*** Record set Section Begins ***
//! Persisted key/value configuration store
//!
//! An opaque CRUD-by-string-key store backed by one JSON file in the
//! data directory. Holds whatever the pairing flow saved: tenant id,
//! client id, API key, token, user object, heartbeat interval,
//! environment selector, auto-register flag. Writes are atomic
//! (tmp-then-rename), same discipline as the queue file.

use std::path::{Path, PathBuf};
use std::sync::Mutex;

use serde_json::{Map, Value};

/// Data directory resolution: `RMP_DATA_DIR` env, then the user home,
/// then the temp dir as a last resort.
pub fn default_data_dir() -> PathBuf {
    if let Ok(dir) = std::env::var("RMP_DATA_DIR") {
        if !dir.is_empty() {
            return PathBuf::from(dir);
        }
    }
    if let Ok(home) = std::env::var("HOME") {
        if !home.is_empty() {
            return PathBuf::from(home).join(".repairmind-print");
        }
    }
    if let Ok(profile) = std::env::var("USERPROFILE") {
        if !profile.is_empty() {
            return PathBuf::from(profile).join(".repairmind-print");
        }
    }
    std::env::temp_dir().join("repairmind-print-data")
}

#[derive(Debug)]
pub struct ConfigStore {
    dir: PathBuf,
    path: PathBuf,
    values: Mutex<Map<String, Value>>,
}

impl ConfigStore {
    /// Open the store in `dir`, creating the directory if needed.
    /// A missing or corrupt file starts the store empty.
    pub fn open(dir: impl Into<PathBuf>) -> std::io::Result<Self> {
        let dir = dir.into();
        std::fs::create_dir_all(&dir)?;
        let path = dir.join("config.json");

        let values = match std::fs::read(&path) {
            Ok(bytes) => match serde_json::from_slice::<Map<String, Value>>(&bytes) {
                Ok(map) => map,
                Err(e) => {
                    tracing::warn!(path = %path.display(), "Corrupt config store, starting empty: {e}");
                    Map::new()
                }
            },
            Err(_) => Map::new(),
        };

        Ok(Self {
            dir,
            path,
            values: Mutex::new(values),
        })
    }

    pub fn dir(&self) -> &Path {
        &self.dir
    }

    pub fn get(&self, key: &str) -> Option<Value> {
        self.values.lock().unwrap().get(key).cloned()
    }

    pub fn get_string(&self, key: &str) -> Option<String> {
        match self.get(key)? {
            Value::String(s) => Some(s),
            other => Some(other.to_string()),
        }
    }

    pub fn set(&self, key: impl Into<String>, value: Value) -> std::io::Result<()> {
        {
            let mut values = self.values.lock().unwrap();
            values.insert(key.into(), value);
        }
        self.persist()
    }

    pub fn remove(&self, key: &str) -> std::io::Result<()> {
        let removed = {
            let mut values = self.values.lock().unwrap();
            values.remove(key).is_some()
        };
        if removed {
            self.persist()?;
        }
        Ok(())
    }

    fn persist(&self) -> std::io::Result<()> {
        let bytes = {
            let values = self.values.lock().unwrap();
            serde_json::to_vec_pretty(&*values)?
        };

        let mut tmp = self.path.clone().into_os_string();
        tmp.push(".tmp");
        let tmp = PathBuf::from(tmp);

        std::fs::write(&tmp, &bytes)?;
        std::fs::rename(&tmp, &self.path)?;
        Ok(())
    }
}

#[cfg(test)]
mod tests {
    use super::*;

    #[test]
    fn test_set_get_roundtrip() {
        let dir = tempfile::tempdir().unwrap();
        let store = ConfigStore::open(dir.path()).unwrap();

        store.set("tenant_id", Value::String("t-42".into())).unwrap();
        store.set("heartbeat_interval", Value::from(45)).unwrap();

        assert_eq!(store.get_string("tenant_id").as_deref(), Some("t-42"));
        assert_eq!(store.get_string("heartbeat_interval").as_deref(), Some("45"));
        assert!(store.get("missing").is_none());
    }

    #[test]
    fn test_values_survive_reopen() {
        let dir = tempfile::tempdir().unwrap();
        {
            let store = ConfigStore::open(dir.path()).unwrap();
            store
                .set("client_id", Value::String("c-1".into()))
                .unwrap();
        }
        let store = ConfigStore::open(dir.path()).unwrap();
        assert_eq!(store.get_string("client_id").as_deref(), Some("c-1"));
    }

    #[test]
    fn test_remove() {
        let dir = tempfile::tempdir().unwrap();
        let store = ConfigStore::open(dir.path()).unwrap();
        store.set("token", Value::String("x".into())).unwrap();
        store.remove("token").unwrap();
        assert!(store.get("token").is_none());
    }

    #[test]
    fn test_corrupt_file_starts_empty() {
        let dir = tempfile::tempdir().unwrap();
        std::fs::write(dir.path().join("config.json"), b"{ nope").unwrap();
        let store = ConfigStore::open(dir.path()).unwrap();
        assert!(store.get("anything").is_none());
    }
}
*** Record set Section Ends ***
*** Record set Section Begins ***
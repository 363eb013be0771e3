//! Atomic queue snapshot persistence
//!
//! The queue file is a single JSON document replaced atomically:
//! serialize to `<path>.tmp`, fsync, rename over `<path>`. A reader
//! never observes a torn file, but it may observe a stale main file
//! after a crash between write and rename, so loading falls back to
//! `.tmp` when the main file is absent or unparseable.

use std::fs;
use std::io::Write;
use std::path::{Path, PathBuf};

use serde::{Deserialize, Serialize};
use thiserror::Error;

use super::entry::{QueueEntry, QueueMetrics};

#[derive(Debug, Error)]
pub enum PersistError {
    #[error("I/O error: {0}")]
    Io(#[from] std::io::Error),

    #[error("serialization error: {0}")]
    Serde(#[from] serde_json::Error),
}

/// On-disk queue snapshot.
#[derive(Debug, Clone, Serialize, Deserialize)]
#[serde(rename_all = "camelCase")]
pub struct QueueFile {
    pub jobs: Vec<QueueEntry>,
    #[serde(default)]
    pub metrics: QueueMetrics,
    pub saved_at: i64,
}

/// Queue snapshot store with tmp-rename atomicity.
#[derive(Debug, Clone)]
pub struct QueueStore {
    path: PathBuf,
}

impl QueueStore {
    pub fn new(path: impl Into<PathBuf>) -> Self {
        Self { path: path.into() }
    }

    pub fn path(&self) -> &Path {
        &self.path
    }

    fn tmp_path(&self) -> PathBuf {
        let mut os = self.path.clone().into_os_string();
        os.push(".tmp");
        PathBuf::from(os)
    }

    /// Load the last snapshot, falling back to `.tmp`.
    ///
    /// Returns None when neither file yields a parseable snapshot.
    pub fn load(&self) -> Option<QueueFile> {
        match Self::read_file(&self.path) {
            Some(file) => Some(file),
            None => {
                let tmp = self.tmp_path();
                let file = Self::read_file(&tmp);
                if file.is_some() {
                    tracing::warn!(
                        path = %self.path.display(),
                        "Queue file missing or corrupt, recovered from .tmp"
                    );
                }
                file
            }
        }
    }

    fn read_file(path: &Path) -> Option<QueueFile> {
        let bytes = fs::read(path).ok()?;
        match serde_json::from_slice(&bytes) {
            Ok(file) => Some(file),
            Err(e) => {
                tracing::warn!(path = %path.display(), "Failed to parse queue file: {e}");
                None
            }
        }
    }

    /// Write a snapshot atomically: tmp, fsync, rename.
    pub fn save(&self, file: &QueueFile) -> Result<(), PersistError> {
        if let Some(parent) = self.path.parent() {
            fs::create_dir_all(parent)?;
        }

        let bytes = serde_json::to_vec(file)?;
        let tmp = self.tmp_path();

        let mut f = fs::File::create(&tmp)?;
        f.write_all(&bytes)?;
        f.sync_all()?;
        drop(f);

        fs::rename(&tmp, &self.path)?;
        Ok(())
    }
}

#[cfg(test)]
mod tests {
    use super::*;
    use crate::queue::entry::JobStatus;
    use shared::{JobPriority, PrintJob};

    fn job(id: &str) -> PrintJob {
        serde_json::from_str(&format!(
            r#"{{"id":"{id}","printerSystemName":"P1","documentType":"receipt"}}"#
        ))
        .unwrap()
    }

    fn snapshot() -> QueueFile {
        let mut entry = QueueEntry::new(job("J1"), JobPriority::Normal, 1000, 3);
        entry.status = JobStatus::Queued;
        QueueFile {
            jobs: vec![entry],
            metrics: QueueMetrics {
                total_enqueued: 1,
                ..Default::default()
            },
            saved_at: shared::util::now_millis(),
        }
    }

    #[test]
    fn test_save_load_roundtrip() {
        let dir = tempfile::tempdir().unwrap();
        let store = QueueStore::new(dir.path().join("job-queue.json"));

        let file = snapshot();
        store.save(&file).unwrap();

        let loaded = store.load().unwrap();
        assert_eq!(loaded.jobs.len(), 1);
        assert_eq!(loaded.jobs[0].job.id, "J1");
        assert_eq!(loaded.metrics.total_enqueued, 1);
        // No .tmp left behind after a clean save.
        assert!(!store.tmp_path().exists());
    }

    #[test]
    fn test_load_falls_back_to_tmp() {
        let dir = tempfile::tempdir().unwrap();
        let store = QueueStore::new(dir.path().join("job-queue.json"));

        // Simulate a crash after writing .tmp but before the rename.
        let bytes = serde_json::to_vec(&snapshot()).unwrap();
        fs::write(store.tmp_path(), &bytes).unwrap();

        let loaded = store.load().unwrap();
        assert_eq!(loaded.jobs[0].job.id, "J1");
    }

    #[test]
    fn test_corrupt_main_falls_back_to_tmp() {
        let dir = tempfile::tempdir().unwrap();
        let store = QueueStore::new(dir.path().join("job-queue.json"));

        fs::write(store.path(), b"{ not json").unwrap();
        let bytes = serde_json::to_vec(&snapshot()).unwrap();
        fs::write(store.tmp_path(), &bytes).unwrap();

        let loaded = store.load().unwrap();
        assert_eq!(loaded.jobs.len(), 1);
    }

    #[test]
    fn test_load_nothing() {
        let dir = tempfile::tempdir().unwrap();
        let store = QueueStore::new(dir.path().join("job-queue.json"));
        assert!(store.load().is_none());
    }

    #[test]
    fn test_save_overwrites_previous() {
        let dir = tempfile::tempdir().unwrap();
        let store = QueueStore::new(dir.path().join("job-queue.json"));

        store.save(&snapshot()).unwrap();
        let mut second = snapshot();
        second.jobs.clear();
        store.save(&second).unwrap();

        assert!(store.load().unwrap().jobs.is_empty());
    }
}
*** Record set Section Ends ***
Copy every line above that holds the word "shared".

Answer to this problem:
    use shared::{JobPriority, PrintJob};
            saved_at: shared::util::now_millis(),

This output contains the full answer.